Sofia Coppola active sa réjouissante machine à anachronismes et se décide enfin à nous balancer New Order et Aphex Twin dans les oreilles. Ça fait mal à dire, mais la miss ne s’en sort jamais aussi bien qu’en mettant en valeur le travail des autres, en particulier celui des musiciens. Jusqu’à là, sa mise en scène s’effaçait, transparente. Ces quelques notes discordantes rechargent les batteries, lui donnent des ailes. Marie-Antoinette est, à l’image son héroïne, un îlot rock’n’roll dans l’océan des films en costumes prisonniers de l’académisme. Frais, fun et décomplexé. En cela bien aidé par une Kirsten Dunst rayonnante et qui a toujours la dentition la plus craquante du monde.
Puis la révélation et la délivrance : Marie-Antoinette n’est pas un film historique (et prend d’ailleurs des libertés avec l’Histoire), ni un film de costume ni un film d’époque. La jeune reine claque la porte de la Cour pour jouer à la bergère dans son cocon/chaumière aseptisé, vit ses délires et dépense l’argent de la couronne dans ses frasques et son innocence ; Le métrage laisse derrière lui la rigueur de la reconstitution pour ne devenir qu’un film, un espace-temps indéfini. L’histoire d’une gamine gâtée et insouciante, mais frustrée, étrangère à son environnement. A la vision des précédentes oeuvres de la réalisatrice, on comprend que c’est cette ado, et pas la reine de France, qui l’a motivée à faire ce film. Je regrette simplement qu’elle n’ai pas poussé ses intéressants et iconoclastes partis pris plus en profondeur, comme a pu le faire dans le même genre Baz Luhrmann dans son magnifique Romeo + Juliet.

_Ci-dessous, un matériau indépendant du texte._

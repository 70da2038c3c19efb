//! Server-wide state: pending-event queue and opaque stream handles
//! (component D).

use crate::buffer::HeaderList;
use crate::stream::StreamState;
use bytes::Bytes;
use parking_lot::Mutex;
use std::collections::VecDeque;
use std::sync::Arc;

/// Operations a [`StreamHandle`] needs from its owning connection, erased
/// behind a trait object so the handle (and everything downstream of it —
/// [`crate::handler::Application`], [`crate::executor::Executor`]) stays
/// free of the `ConnectionState<T, C>` type parameters. This mirrors how
/// the bridge keeps its public, application-facing surface non-generic
/// while the transport/codec-facing half stays statically typed.
pub trait ConnectionOps: Send + Sync {
    /// Submit response headers for `stream_id`.
    fn send_headers(&self, stream_id: i64, headers: HeaderList, fin: bool);
    /// Enqueue response body bytes for `stream_id`.
    fn send_data(&self, stream_id: i64, data: Bytes, fin: bool);
}

/// An opaque handle the application holds to a live request stream.
///
/// The core retains authoritative ownership of the underlying
/// [`StreamState`] (via `Arc`); a transport-initiated shutdown can free
/// stream state without any application cooperation, per §9's "opaque
/// stream handles" design note.
#[derive(Clone)]
pub struct StreamHandle {
    state: Arc<StreamState>,
    conn: Arc<dyn ConnectionOps>,
}

impl StreamHandle {
    /// Construct a handle over `state`, backed by `conn` for outbound calls.
    pub fn new(state: Arc<StreamState>, conn: Arc<dyn ConnectionOps>) -> Self {
        Self { state, conn }
    }

    /// This stream's 64-bit QUIC stream id.
    pub fn stream_id(&self) -> i64 {
        self.state.stream_id()
    }

    /// Submit response headers, optionally finishing the response with no
    /// body.
    pub fn send_headers(&self, headers: HeaderList, fin: bool) {
        self.conn.send_headers(self.state.stream_id(), headers, fin);
    }

    /// Enqueue response body bytes, optionally finishing the response.
    /// A zero-length `data` with `fin = true` is a valid pure-FIN signal
    /// (§9 open question (b), resolved yes).
    pub fn send_data(&self, data: Bytes, fin: bool) {
        self.conn.send_data(self.state.stream_id(), data, fin);
    }
}

impl std::fmt::Debug for StreamHandle {
    fn fmt(&self, f: &mut std::fmt::Formatter<'_>) -> std::fmt::Result {
        f.debug_struct("StreamHandle")
            .field("stream_id", &self.state.stream_id())
            .finish()
    }
}

/// A single decoded application-visible event, tagged by kind (§3
/// `PendingEvent`).
pub enum PendingEvent {
    /// A complete request header block was decoded.
    Headers(StreamHandle, HeaderList),
    /// A chunk of request body was decoded.
    Data(StreamHandle, Bytes),
    /// The request's send side has ended.
    Fin(StreamHandle),
}

/// The server-wide pending-event FIFO, guarded by its own mutex,
/// independent of any connection's mutex (§5).
#[derive(Default)]
pub struct EventQueue {
    queue: Mutex<VecDeque<PendingEvent>>,
}

impl EventQueue {
    /// An empty queue.
    pub fn new() -> Self {
        Self::default()
    }

    /// Append `event` under the queue mutex (§4.D `enqueue`, transport
    /// side). Waking the executor is the caller's responsibility via
    /// [`crate::executor::Executor::schedule_from_any_thread`].
    pub fn enqueue(&self, event: PendingEvent) {
        self.queue.lock().push_back(event);
    }

    /// Atomically detach the whole queue, releasing the mutex before the
    /// caller dispatches anything (§4.D `drain`: draining must not hold
    /// the queue mutex during application calls).
    pub fn drain(&self) -> VecDeque<PendingEvent> {
        std::mem::take(&mut *self.queue.lock())
    }

    /// Whether the queue currently has no pending events. Mainly useful in
    /// tests.
    pub fn is_empty(&self) -> bool {
        self.queue.lock().is_empty()
    }
}
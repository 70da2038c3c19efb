//! Transport-to-application bridge for an HTTP/3-over-QUIC server.
//!
//! This crate owns QUIC connections and streams, drives an HTTP/3 codec on
//! top of them, and exposes a small asynchronous request/response interface
//! to an application handler. The QUIC transport, the HTTP/3 wire codec,
//! and the application itself are all external collaborators defined as
//! trait boundaries ([`transport::QuicTransport`], [`codec::Http3Codec`],
//! [`handler::Application`]) rather than reimplemented here.
//!
//! See [`bridge::Http3Server`] for the entry point.

#![warn(missing_docs)]

pub mod bridge;
pub mod buffer;
pub mod codec;
pub mod config;
pub mod connection;
pub mod error;
pub mod executor;
pub mod flush;
pub mod handler;
pub mod server;
pub mod stream;
pub mod transport;

#[cfg(any(test, feature = "testutil"))]
pub mod testutil;

pub use bridge::Http3Server;
pub use config::ServerConfig;
pub use error::{BridgeError, CodecError};
pub use executor::{Executor, ImmediateExecutor};
pub use handler::{AppError, Application};
pub use server::StreamHandle;
pub use transport::QuicTransport;
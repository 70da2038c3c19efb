//! Error types for the bridge's own synchronous entry points.
//!
//! Per-connection and per-stream failures never surface here — they are
//! absorbed into [`crate::stream::StreamState::has_error`] or connection
//! teardown and reported through `tracing`, matching the propagation policy
//! described in the spec: transport callbacks never raise, they convert
//! failures into state flags. `BridgeError` only covers the startup path,
//! mirroring how `salvo_core::Error` and `salvo_http3::Error` separate a
//! leveled, causal error type from the ambient logging of recoverable
//! per-request failures.

/// Error returned synchronously from [`crate::Http3Server::start`].
///
/// This is the only error path in the bridge that is not swallowed and
/// logged: a failed startup leaves the server unusable and must be reported
/// to the caller.
#[derive(Debug, thiserror::Error)]
pub enum BridgeError {
    /// Credential loading (certificate/key files) failed.
    #[error("failed to load TLS credentials from {cert_path} / {key_path}: {source}")]
    Credentials {
        /// Certificate file path that was attempted.
        cert_path: String,
        /// Private key file path that was attempted.
        key_path: String,
        /// Underlying transport error.
        source: BoxedTransportError,
    },

    /// The listener failed to open or start.
    #[error("failed to start listener on {host}:{port}: {source}")]
    Listener {
        /// Host the listener attempted to bind.
        host: String,
        /// Port the listener attempted to bind.
        port: u16,
        /// Underlying transport error.
        source: BoxedTransportError,
    },
}

/// A type-erased transport error, boxed so [`BridgeError`] does not need to
/// be generic over the transport implementation.
pub type BoxedTransportError = Box<dyn std::error::Error + Send + Sync + 'static>;

/// Error surfaced from the HTTP/3 codec boundary (component F/G).
///
/// Per the required interface in the spec, codec errors are distinguished
/// between "would block" (not a failure — the stream has no response data
/// ready yet) and genuine callback failures.
#[derive(Debug, Clone, thiserror::Error)]
pub enum CodecError {
    /// The codec has no more output right now but is not finished.
    #[error("codec would block")]
    WouldBlock,
    /// A codec callback reported failure (malformed frame, protocol
    /// violation, etc). The owning stream is marked failed; the connection
    /// is unaffected.
    #[error("codec callback failure: {0}")]
    CallbackFailure(String),
}

impl CodecError {
    /// Whether this error represents transient backpressure rather than a
    /// protocol violation.
    pub fn is_would_block(&self) -> bool {
        matches!(self, CodecError::WouldBlock)
    }
}
//! In-crate test doubles for the QUIC transport and HTTP/3 codec
//! boundaries (`FakeTransport`, `FakeCodec`), plus the toy wire format they
//! use between each other. None of this stands in for a real HTTP/3 wire
//! codec — it exists purely to drive the bridge's own state machine in
//! `tests/scenarios.rs` without a network or a real nghttp3-equivalent
//! implementation, mirroring the "external collaborator" boundary in the
//! crate's scope.

use crate::buffer::{Header, HeaderList, SendContext};
use crate::codec::{Http3Callbacks, Http3Codec, ReadOutcome, ResponseSource, WritevFlags, WritevResult};
use crate::config::ServerConfig;
use crate::error::CodecError;
use crate::transport::{QuicTransport, SendFlags};
use bytes::Bytes;
use parking_lot::Mutex;
use std::collections::{HashMap, VecDeque};
use std::sync::atomic::{AtomicI64, Ordering};

/// Error type reported by [`FakeTransport`]. The fake never actually fails
/// any operation, so this only exists to satisfy [`QuicTransport::Error`].
#[derive(Debug, thiserror::Error)]
#[error("fake transport error: {0}")]
pub struct FakeTransportError(pub String);

/// Bytes a test has observed arriving at a simulated peer for one stream,
/// in send order, alongside whether FIN has been observed.
#[derive(Debug, Default, Clone)]
pub struct PeerLog {
    /// Concatenated bytes of every accepted send on this stream.
    pub bytes: Vec<u8>,
    /// Whether a send carrying FIN has been accepted.
    pub fin: bool,
}

#[derive(Default)]
struct Inner {
    next_stream: i64,
    listen_calls: Vec<(String, u16)>,
    peer_log: HashMap<i64, PeerLog>,
    pending_sends: HashMap<i64, VecDeque<SendContext>>,
    receive_enabled: HashMap<i64, bool>,
    closed_streams: Vec<i64>,
    closed_conns: Vec<i64>,
}

/// A fake QUIC transport recording everything written to it.
///
/// Connection and stream handles are plain `i64` ids the test allocates
/// itself via [`FakeTransport::alloc_conn`] / [`FakeTransport::alloc_peer_stream`]
/// (peer-initiated streams are never opened through
/// [`QuicTransport::stream_open`], so the fake needs a separate allocator
/// for them that tests can drive directly).
#[derive(Default)]
pub struct FakeTransport {
    inner: Mutex<Inner>,
    conn_ctr: AtomicI64,
    stream_ctr: AtomicI64,
}

impl FakeTransport {
    /// A fresh, empty fake transport.
    pub fn new() -> Self {
        Self::default()
    }

    /// Allocate a new connection id, as if the listener had just accepted
    /// a new inbound connection.
    pub fn alloc_conn(&self) -> i64 {
        self.conn_ctr.fetch_add(1, Ordering::Relaxed)
    }

    /// Allocate a new peer-initiated stream id, as if the peer had just
    /// opened a bidirectional request stream.
    pub fn alloc_peer_stream(&self) -> i64 {
        self.stream_ctr.fetch_add(1, Ordering::Relaxed) * 4 + 1000
    }

    /// The bytes (and FIN state) observed so far on `stream_id`.
    pub fn peer_log(&self, stream_id: i64) -> PeerLog {
        self.inner.lock().peer_log.get(&stream_id).cloned().unwrap_or_default()
    }

    /// Whether receive is currently enabled for `stream_id`.
    pub fn receive_enabled(&self, stream_id: i64) -> bool {
        *self.inner.lock().receive_enabled.get(&stream_id).unwrap_or(&false)
    }

    /// Pop the oldest not-yet-completed send context for `stream_id`, as if
    /// the network had just finished transmitting it. Dropping the
    /// returned context is what frees its buffers; callers that want to
    /// also exercise the transport's `on_send_complete` notification should
    /// invoke that after calling this.
    pub fn complete_next_send(&self, stream_id: i64) -> Option<SendContext> {
        self.inner
            .lock()
            .pending_sends
            .get_mut(&stream_id)
            .and_then(VecDeque::pop_front)
    }

    /// How many sends on `stream_id` are still awaiting completion.
    pub fn pending_send_count(&self, stream_id: i64) -> usize {
        self.inner
            .lock()
            .pending_sends
            .get(&stream_id)
            .map(VecDeque::len)
            .unwrap_or(0)
    }

    /// Whether `stream_id` has been closed via [`QuicTransport::stream_close`].
    pub fn is_stream_closed(&self, stream_id: i64) -> bool {
        self.inner.lock().closed_streams.contains(&stream_id)
    }

    /// Whether `conn_id` has been closed via [`QuicTransport::connection_close`].
    pub fn is_conn_closed(&self, conn_id: i64) -> bool {
        self.inner.lock().closed_conns.contains(&conn_id)
    }
}

impl QuicTransport for FakeTransport {
    type ConnHandle = i64;
    type StreamHandle = i64;
    type Error = FakeTransportError;

    fn listen(&self, host: &str, port: u16, _config: &ServerConfig) -> Result<(), Self::Error> {
        self.inner.lock().listen_calls.push((host.to_string(), port));
        Ok(())
    }

    fn get_stream_id(&self, stream: &Self::StreamHandle) -> i64 {
        *stream
    }

    fn stream_open(&self, _conn: &Self::ConnHandle, _unidirectional: bool) -> Result<Self::StreamHandle, Self::Error> {
        let mut inner = self.inner.lock();
        inner.next_stream -= 1;
        Ok(inner.next_stream)
    }

    fn stream_start(&self, _stream: &Self::StreamHandle, _immediate: bool) -> Result<(), Self::Error> {
        Ok(())
    }

    fn stream_send(&self, stream: &Self::StreamHandle, ctx: SendContext, flags: SendFlags) -> Result<(), Self::Error> {
        let mut inner = self.inner.lock();
        let log = inner.peer_log.entry(*stream).or_default();
        for buf in &ctx.buffers {
            log.bytes.extend_from_slice(buf);
        }
        if flags.fin {
            log.fin = true;
        }
        inner.pending_sends.entry(*stream).or_default().push_back(ctx);
        Ok(())
    }

    fn stream_receive_set_enabled(&self, stream: &Self::StreamHandle, enabled: bool) {
        self.inner.lock().receive_enabled.insert(*stream, enabled);
    }

    fn stream_close(&self, stream: &Self::StreamHandle) {
        self.inner.lock().closed_streams.push(*stream);
    }

    fn connection_set_configuration(&self, _conn: &Self::ConnHandle, _config: &ServerConfig) {}

    fn connection_close(&self, conn: &Self::ConnHandle) {
        self.inner.lock().closed_conns.push(*conn);
    }
}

Je regrette aussi qu’elle ne se soit pas arrêtée plus tôt. Elle a le bon goût de nous épargner la décapitation (on s’en fout n’est-ce pas ? on sait tous comment ça finit), mais pas totalement le couplet « grande reine qui prend ses responsabilités » et avouons de suite que la fin en est plombée comme avait pu l’être l’ouverture. En attendant, entre les deux doit se trouver une bonne heure de bonheur, un surprenant film punk-Barbie, aussi sensuel et doux sous la langue que le bonbon dont il arbore la couleur.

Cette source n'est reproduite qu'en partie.